The NHS Long-term plan highlights the importance of innovation to improve efficiency in the NHS.

NEWS

The NHS Long term plan – a new insight into the possible

Lisa Simmons

Clinical Implementations Manager

The NHS Long-term plan highlights the importance of innovation to improve efficiency in the NHS. The plan dedicates a whole chapter to digital health alone and the use of digital health is clearly embedded throughout every part of the plan, for all ages and all conditions.

I worked for the NHS as a Speech and Language Therapist for 9 years. I specialised early in my career and worked my way up to being a highly specialist Speech and Language Therapist. I enjoyed helping clients and working with families and a wide variety of professionals. But I wanted a new challenge.

I was aware of digital health from working in the NHS, and I was sure there was a way technology could be used to improve patient care and experience. But as clinicians, we never seemed to be able to harness the technology or really integrate it into our care.

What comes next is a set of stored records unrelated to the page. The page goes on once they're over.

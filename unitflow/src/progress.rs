//! Human-readable progress output.
//!
//! Pipelines narrate each unit they create, bind, route or destroy to an
//! append-only sink watched by operators.

use parking_lot::RwLock;
use std::sync::Arc;
use tracing::info;

/// Shared handle to a progress sink.
pub type SharedProgress = Arc<dyn ProgressSink>;

/// Append-only text writer for progress output.
pub trait ProgressSink: Send + Sync {
    /// Appends text to the stream. Never fails.
    fn write(&self, text: &str);
}

/// A sink that discards all output.
///
/// Used whenever a pipeline is started without a sink.
#[derive(Debug, Clone, Copy, Default)]
pub struct NoOpProgressSink;

impl ProgressSink for NoOpProgressSink {
    fn write(&self, _text: &str) {}
}

/// A sink that mirrors progress lines into tracing.
#[derive(Debug, Clone, Default)]
pub struct LoggingProgressSink {
    app: Option<String>,
}

impl LoggingProgressSink {
    /// Creates a logging sink tagged with the application name.
    #[must_use]
    pub fn for_app(app: impl Into<String>) -> Self {
        Self {
            app: Some(app.into()),
        }
    }

    /// Returns the application the lines are tagged with.
    #[must_use]
    pub fn app(&self) -> Option<&str> {
        self.app.as_deref()
    }
}

impl ProgressSink for LoggingProgressSink {
    fn write(&self, text: &str) {
        let app = self.app().unwrap_or("-");
        for line in text.lines().map(str::trim_end).filter(|l| !l.is_empty()) {
            info!(app = %app, "{}", line);
        }
    }
}

/// A sink that keeps everything in memory.
#[derive(Debug, Default)]
pub struct CollectingProgressSink {
    buffer: RwLock<String>,
}

impl CollectingProgressSink {
    /// Creates a new collecting sink.
    #[must_use]
    pub fn new() -> Self {
        Self::default()
    }

    /// Returns everything written so far.
    #[must_use]
    pub fn contents(&self) -> String {
        self.buffer.read().clone()
    }

    /// Returns the non-empty lines written so far.
    #[must_use]
    pub fn lines(&self) -> Vec<String> {
        self.buffer
            .read()
            .lines()
            .filter(|l| !l.trim().is_empty())
            .map(String::from)
            .collect()
    }

    /// Returns true if any written line contains `needle`.
    #[must_use]
    pub fn contains(&self, needle: &str) -> bool {
        self.buffer.read().contains(needle)
    }
}

impl ProgressSink for CollectingProgressSink {
    fn write(&self, text: &str) {
        self.buffer.write().push_str(text);
    }
}

/// Returns a sink that discards output.
#[must_use]
pub fn discard() -> SharedProgress {
    Arc::new(NoOpProgressSink)
}

/// Pluralizes `word` for `count`.
#[must_use]
pub fn pluralize(word: &str, count: usize) -> String {
    if count == 1 {
        word.to_string()
    } else {
        format!("{word}s")
    }
}
//! Provisioner configuration.

use crate::errors::{ProvisionError, Result};
use serde::{Deserialize, Serialize};
use std::time::Duration;

/// Configuration shared by every pipeline run of a provisioner.
#[derive(Debug, Clone, PartialEq, Eq, Serialize, Deserialize)]
pub struct ProvisionConfig {
    /// Fan-out worker count. Zero means one worker per container.
    #[serde(default)]
    pub max_workers: usize,
    /// Number of application images kept after a deploy.
    #[serde(default = "default_image_history_size")]
    pub image_history_size: usize,
    /// Grace period used when stopping a container during rollback.
    #[serde(default = "default_stop_grace_period")]
    pub stop_grace_period_secs: u64,
    /// Interval between cancellation polls while following build logs.
    #[serde(default = "default_cancel_poll_interval")]
    pub cancel_poll_interval_ms: u64,
    /// Command executed inside build containers.
    #[serde(default = "default_deploy_cmd")]
    pub deploy_cmd: String,
    /// Run command for legacy units without declared processes.
    #[serde(default)]
    pub run_cmd: Option<String>,
    /// Control-plane address handed to the unit agent.
    #[serde(default)]
    pub host: String,
}

fn default_image_history_size() -> usize {
    10
}

fn default_stop_grace_period() -> u64 {
    10
}

fn default_cancel_poll_interval() -> u64 {
    1000
}

fn default_deploy_cmd() -> String {
    "/var/lib/tsuru/deploy".to_string()
}

impl Default for ProvisionConfig {
    fn default() -> Self {
        Self {
            max_workers: 0,
            image_history_size: default_image_history_size(),
            stop_grace_period_secs: default_stop_grace_period(),
            cancel_poll_interval_ms: default_cancel_poll_interval(),
            deploy_cmd: default_deploy_cmd(),
            run_cmd: None,
            host: String::new(),
        }
    }
}

impl ProvisionConfig {
    /// Creates a configuration with defaults.
    #[must_use]
    pub fn new() -> Self {
        Self::default()
    }

    /// Parses and validates a TOML document.
    pub fn from_toml_str(source: &str) -> Result<Self> {
        let config: Self =
            toml::from_str(source).map_err(|err| ProvisionError::Config(err.to_string()))?;
        config.validate()?;
        Ok(config)
    }

    /// Checks the invariants the pipelines rely on.
    pub fn validate(&self) -> Result<()> {
        if self.image_history_size == 0 {
            return Err(ProvisionError::Config(
                "image_history_size must be greater than zero".to_string(),
            ));
        }
        if self.cancel_poll_interval_ms == 0 {
            return Err(ProvisionError::Config(
                "cancel_poll_interval_ms must be greater than zero".to_string(),
            ));
        }
        Ok(())
    }

    /// Sets the fan-out worker count.
    #[must_use]
    pub fn with_max_workers(mut self, workers: usize) -> Self {
        self.max_workers = workers;
        self
    }

    /// Sets the image history size.
    #[must_use]
    pub fn with_image_history_size(mut self, size: usize) -> Self {
        self.image_history_size = size;
        self
    }

    /// Sets the cancellation poll interval.
    #[must_use]
    pub fn with_cancel_poll_interval(mut self, interval: Duration) -> Self {
        self.cancel_poll_interval_ms = u64::try_from(interval.as_millis()).unwrap_or(u64::MAX);
        self
    }

    /// Sets the legacy run command.
    #[must_use]
    pub fn with_run_cmd(mut self, cmd: impl Into<String>) -> Self {
        self.run_cmd = Some(cmd.into());
        self
    }

    /// Sets the control-plane host.
    #[must_use]
    pub fn with_host(mut self, host: impl Into<String>) -> Self {
        self.host = host.into();
        self
    }

    /// Gets the cancellation poll interval as a Duration.
    #[must_use]
    pub fn cancel_poll_interval(&self) -> Duration {
        Duration::from_millis(self.cancel_poll_interval_ms)
    }
}
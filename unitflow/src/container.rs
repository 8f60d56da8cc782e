//! Containers backing application units.

use crate::errors::{ProvisionError, Result};
use rand::distributions::Alphanumeric;
use rand::Rng;
use serde::{Deserialize, Serialize};
use std::fmt;

const SHORT_ID_LEN: usize = 12;
const NAME_SUFFIX_LEN: usize = 10;

/// Lifecycle status of a container.
#[derive(Debug, Clone, Copy, PartialEq, Eq, Hash, Default, Serialize, Deserialize)]
#[serde(rename_all = "snake_case")]
pub enum ContainerStatus {
    /// Record persisted, runtime container not started.
    #[default]
    Created,
    /// Build-time container producing a new image.
    Building,
    /// Container exists but is not running.
    Stopped,
    /// Container is running.
    Started,
    /// Container is in a failed state.
    Error,
}

impl ContainerStatus {
    /// Returns whether moving from `self` to `next` is allowed.
    ///
    /// `stopped -> created` is the compensation of a stop.
    #[must_use]
    pub fn can_transition_to(self, next: Self) -> bool {
        use ContainerStatus::{Building, Created, Error, Started, Stopped};
        if self == next {
            return true;
        }
        match self {
            Created => matches!(next, Building | Stopped | Started | Error),
            Building => matches!(next, Started | Error),
            Stopped => matches!(next, Started | Created | Error),
            Started => matches!(next, Stopped | Error),
            Error => false,
        }
    }
}

impl fmt::Display for ContainerStatus {
    fn fmt(&self, f: &mut fmt::Formatter<'_>) -> fmt::Result {
        match self {
            Self::Created => write!(f, "created"),
            Self::Building => write!(f, "building"),
            Self::Stopped => write!(f, "stopped"),
            Self::Started => write!(f, "started"),
            Self::Error => write!(f, "error"),
        }
    }
}

/// Network attachment reported by the runtime.
#[derive(Debug, Clone, Default, PartialEq, Eq, Serialize, Deserialize)]
pub struct NetworkInfo {
    /// Address of the container host.
    pub ip: String,
    /// Host port mapped to the exposed port.
    pub host_port: String,
}

/// One container-runtime unit backing an application process.
#[derive(Debug, Clone, Default, PartialEq, Eq, Serialize, Deserialize)]
pub struct Container {
    /// Runtime-assigned id, empty until created.
    #[serde(default)]
    pub id: String,
    /// Unique name, the persistence key.
    pub name: String,
    /// Owning application.
    pub app_name: String,
    /// Process this unit runs.
    pub process_name: String,
    /// Application platform.
    #[serde(default)]
    pub platform: String,
    /// Lifecycle status.
    #[serde(default)]
    pub status: ContainerStatus,
    /// Host address, empty until network info is known.
    #[serde(default)]
    pub ip: String,
    /// Host port, empty until network info is known.
    #[serde(default)]
    pub host_port: String,
    /// Whether a route was registered for this unit.
    #[serde(default)]
    pub routable: bool,
    /// Image the container runs.
    #[serde(default)]
    pub image: String,
    /// Image being produced; set only during a build.
    #[serde(default)]
    pub building_image: Option<String>,
    /// Port exposed by the process, if not the platform default.
    #[serde(default)]
    pub exposed_port: Option<String>,
}

impl Container {
    /// Creates a not-yet-persisted container for a process.
    #[must_use]
    pub fn new(app_name: impl Into<String>, process_name: impl Into<String>) -> Self {
        let app_name = app_name.into();
        Self {
            name: random_name(&app_name),
            app_name,
            process_name: process_name.into(),
            ..Self::default()
        }
    }

    /// Sets the status.
    #[must_use]
    pub fn with_status(mut self, status: ContainerStatus) -> Self {
        self.status = status;
        self
    }

    /// Returns the first characters of the runtime id.
    #[must_use]
    pub fn short_id(&self) -> &str {
        match self.id.char_indices().nth(SHORT_ID_LEN) {
            Some((idx, _)) => &self.id[..idx],
            None => &self.id,
        }
    }

    /// Returns whether the container can receive routed traffic.
    #[must_use]
    pub fn valid_addr(&self) -> bool {
        !self.ip.is_empty() && !self.host_port.is_empty() && self.host_port != "0"
    }

    /// Returns the routable address of the container.
    #[must_use]
    pub fn address(&self) -> String {
        format!("http://{}:{}", self.ip, self.host_port)
    }

    /// Records network information.
    pub fn set_network_info(&mut self, info: NetworkInfo) {
        self.ip = info.ip;
        self.host_port = info.host_port;
    }

    /// Moves the container to `next`, enforcing the state machine.
    pub fn set_status(&mut self, next: ContainerStatus) -> Result<()> {
        if !self.status.can_transition_to(next) {
            return Err(ProvisionError::Internal(format!(
                "container {} cannot move from {} to {}",
                self.name, self.status, next
            )));
        }
        self.status = next;
        Ok(())
    }

    /// Describes the container as an application unit.
    #[must_use]
    pub fn as_unit(&self) -> Unit {
        Unit {
            id: self.id.clone(),
            name: self.name.clone(),
            app_name: self.app_name.clone(),
            process_name: self.process_name.clone(),
            ip: self.ip.clone(),
            address: self.valid_addr().then(|| self.address()),
            status: self.status,
        }
    }
}

/// An application's view of a container.
#[derive(Debug, Clone, PartialEq, Eq, Serialize, Deserialize)]
pub struct Unit {
    /// Runtime id.
    pub id: String,
    /// Container name.
    pub name: String,
    /// Owning application.
    pub app_name: String,
    /// Process name.
    pub process_name: String,
    /// Host address.
    pub ip: String,
    /// Routable address, when known.
    pub address: Option<String>,
    /// Lifecycle status.
    pub status: ContainerStatus,
}

fn random_name(app_name: &str) -> String {
    let suffix: String = rand::thread_rng()
        .sample_iter(&Alphanumeric)
        .take(NAME_SUFFIX_LEN)
        .map(|b| char::from(b).to_ascii_lowercase())
        .collect();
    format!("{app_name}-{suffix}")
}

#[cfg(test)]
mod tests {
    use super::*;

    #[test]
    fn test_new_container_name() {
        let c = Container::new("myapp", "web");
        assert!(c.name.starts_with("myapp-"));
        assert_eq!(c.name.len(), "myapp-".len() + NAME_SUFFIX_LEN);
        assert_eq!(c.status, ContainerStatus::Created);
        assert_ne!(c.name, Container::new("myapp", "web").name);
    }

    #[test]
    fn test_short_id() {
        let mut c = Container::new("myapp", "web");
        assert_eq!(c.short_id(), "");
        c.id = "abc".into();
        assert_eq!(c.short_id(), "abc");
        c.id = "0123456789abcdef".into();
        assert_eq!(c.short_id(), "0123456789ab");
    }

    #[test]
    fn test_valid_addr() {
        let mut c = Container::new("myapp", "web");
        assert!(!c.valid_addr());

        c.set_network_info(NetworkInfo {
            ip: "10.0.0.1".into(),
            host_port: "0".into(),
        });
        assert!(!c.valid_addr());

        c.host_port = "32768".into();
        assert!(c.valid_addr());
        assert_eq!(c.address(), "http://10.0.0.1:32768");
        assert_eq!(c.as_unit().address.as_deref(), Some("http://10.0.0.1:32768"));
    }

    #[test]
    fn test_state_machine() {
        use ContainerStatus::*;
        assert!(Created.can_transition_to(Building));
        assert!(Created.can_transition_to(Stopped));
        assert!(Created.can_transition_to(Started));
        assert!(Building.can_transition_to(Started));
        assert!(Stopped.can_transition_to(Started));
        assert!(Stopped.can_transition_to(Created));
        assert!(Started.can_transition_to(Error));

        assert!(!Started.can_transition_to(Created));
        assert!(!Building.can_transition_to(Stopped));
        assert!(!Error.can_transition_to(Started));
    }

    #[test]
    fn test_set_status_rejects_invalid_transition() {
        let mut c = Container::new("myapp", "web").with_status(ContainerStatus::Started);
        assert!(c.set_status(ContainerStatus::Created).is_err());
        assert_eq!(c.status, ContainerStatus::Started);
        assert!(c.set_status(ContainerStatus::Stopped).is_ok());
    }

    #[test]
    fn test_status_serde() {
        let json = serde_json::to_string(&ContainerStatus::Building).unwrap();
        assert_eq!(json, "\"building\"");
    }
}
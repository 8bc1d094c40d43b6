//! WebFinger resource documents
//!
//! Lets remote OStatus servers discover a bridged account's feed, salmon
//! endpoint and public key from `acct:` addresses.

use serde::{Deserialize, Serialize};

use crate::feed::{BridgeUrls, profile_url};
use crate::upstream::Profile;

pub const REL_PROFILE_PAGE: &str = "http://webfinger.net/rel/profile-page";
pub const REL_UPDATES_FROM: &str = "http://schemas.google.com/g/2010#updates-from";
pub const REL_SALMON: &str = "salmon";
pub const REL_MAGIC_PUBLIC_KEY: &str = "magic-public-key";
pub const REL_LRDD: &str = "lrdd";

/// WebFinger JRD response
#[derive(Debug, Clone, PartialEq, Eq, Deserialize, Serialize)]
pub struct WebFingerResponse {
    #[serde(skip_serializing_if = "Option::is_none")]
    pub subject: Option<String>,
    #[serde(default, skip_serializing_if = "Vec::is_empty")]
    pub aliases: Vec<String>,
    pub links: Vec<WebFingerLink>,
}

impl WebFingerResponse {
    /// First link with the given relation
    pub fn link(&self, rel: &str) -> Option<&WebFingerLink> {
        self.links.iter().find(|link| link.rel == rel)
    }
}

/// WebFinger link
#[derive(Debug, Clone, PartialEq, Eq, Deserialize, Serialize)]
pub struct WebFingerLink {
    pub rel: String,
    #[serde(rename = "type")]
    #[serde(skip_serializing_if = "Option::is_none")]
    pub link_type: Option<String>,
    #[serde(skip_serializing_if = "Option::is_none")]
    pub href: Option<String>,
    #[serde(skip_serializing_if = "Option::is_none")]
    pub template: Option<String>,
}

impl WebFingerLink {
    fn href(rel: &str, link_type: Option<&str>, href: String) -> Self {
        Self {
            rel: rel.to_string(),
            link_type: link_type.map(str::to_string),
            href: Some(href),
            template: None,
        }
    }
}

/// Resource document of a bridged account
///
/// # Arguments
/// * `urls` - Bridge URL layout
/// * `profile` - Upstream account
/// * `public_key_url` - Magic public key data URL of the account's signing key
pub fn resource_document(
    urls: &BridgeUrls,
    profile: &Profile,
    public_key_url: String,
) -> WebFingerResponse {
    let handle = &profile.screen_name;
    let profile_page = profile_url(handle);

    WebFingerResponse {
        subject: Some(urls.account_uri(handle)),
        aliases: vec![profile_page.clone()],
        links: vec![
            WebFingerLink::href(REL_PROFILE_PAGE, Some("text/html"), profile_page),
            WebFingerLink::href(
                REL_UPDATES_FROM,
                Some("application/atom+xml"),
                urls.profile_feed_url(handle),
            ),
            WebFingerLink::href(REL_SALMON, None, urls.salmon_url()),
            WebFingerLink::href(REL_MAGIC_PUBLIC_KEY, None, public_key_url),
        ],
    }
}

/// Host-meta XRD pointing at the WebFinger endpoint
pub fn host_meta_xml(urls: &BridgeUrls) -> String {
    format!(
        r#"<?xml version="1.0" encoding="UTF-8"?>
<XRD xmlns="http://docs.oasis-open.org/ns/xri/xrd-1.0">
  <Link rel="{}" type="application/jrd+json" template="{}"/>
</XRD>"#,
        REL_LRDD,
        html_escape::encode_double_quoted_attribute(&urls.webfinger_template())
    )
}

#[cfg(test)]
mod tests {
    use super::*;

    fn urls() -> BridgeUrls {
        BridgeUrls::new("https://bridge.example.com", "bridge.example.com")
    }

    #[test]
    fn test_resource_document() {
        let profile = Profile {
            id: 1,
            screen_name: "alice".to_string(),
            name: "Alice".to_string(),
            description: None,
            profile_image_url_https: None,
            profile_banner_url: None,
            status: None,
        };

        let doc = resource_document(&urls(), &profile, "data:key".to_string());
        assert_eq!(doc.subject.as_deref(), Some("acct:alice@bridge.example.com"));
        assert_eq!(doc.aliases, vec!["https://twitter.com/alice".to_string()]);
        assert_eq!(
            doc.link(REL_UPDATES_FROM).and_then(|l| l.href.as_deref()),
            Some("https://bridge.example.com/@alice.atom")
        );
        assert_eq!(
            doc.link(REL_SALMON).and_then(|l| l.href.as_deref()),
            Some("https://bridge.example.com/salmon")
        );
        assert_eq!(
            doc.link(REL_MAGIC_PUBLIC_KEY).and_then(|l| l.href.as_deref()),
            Some("data:key")
        );

        let json = serde_json::to_value(&doc).unwrap();
        assert_eq!(json["links"][0]["type"], "text/html");
        assert!(json["links"][2].get("type").is_none());
    }

    #[test]
    fn test_host_meta() {
        let xml = host_meta_xml(&urls());
        assert!(xml.contains(
            r#"template="https://bridge.example.com/.well-known/webfinger?resource={uri}""#
        ));
        assert!(xml.contains(r#"rel="lrdd""#));
    }
}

But in December I took the leap from being an NHS employee to working for ORCHA, which has given me new insight and hope.

 

Now from within ORCHA, I can see it is the obvious and achievable future of health care, with five key considerations:

  1. Timing: It is not going to be a quick fix for the NHS, and shouldn’t be seen as this, but as a long-term shift in approach.
  2. Collaboration: digital health is not instead of clinicians, but to extend the impact of clinicians.
  3. Reach: Digital health certainly does not work for everyone, but, it can work for a high percentage of the population.
  4. Patient focus: ensure programmes stay aimed at the patient and we will see gains in terms of patient engagement and patient experience.
  5. Cost benefit: make sure measures comparing impact are tracked and we will see impact on the strain on the over-stretched NHS services that are trying to be all things to all people.

 

Whilst the NHS long term plan does, to some, appear to present ideas that seem far reached; if applied with the right approach to timing, collaboration, reach, patient focus and cost benefit, it is not only achievable, it’s happening today in many places.

I read comments on twitter that the NHS long term plan would only be possible if the NHS works in collaboration with other organisations such including, education, charities and the private sector. As a clinician, I was not able to do my job effectively without working with other organisations, so it seems only right that this is reflected in all that the NHS does. The NHS can not achieve wrap-around care to the entire nation on its own and nor should it, that is not what it was designed for. There are organisations better placed to do the work, that are already trying to role out ideas that the NHS has suggested. This is why companies such as ORCHA and many others working in digital health, are ecstatic at the emphasis on digital health in the future of the NHS. We are already ready and raring to go with innovative ideas to make this plan happen.

“It’s easy to be cynical about the achievability of these big technology-driven shifts in outpatient care. But there are now at least four reasons not to be. They are already happening in parts of the NHS, so this is clearly ‘the art of the possible’. There is strong patient ‘pull’ for these new ways of accessing services, freeing-up staff time for those people who can’t or prefer not to. The hardware to support ‘mobile health’ is already in most people’s pockets – in the form of their smart phone – and the connection software is increasingly available for the NHS to credential from third party providers. And the Long Term Plan provides dedicated funding to capitalise on these opportunities…”

The bottom line is, whatever the difficulties and challenges people perceive the plan to present, the majority of the public are ready for the change and the NHS needs it.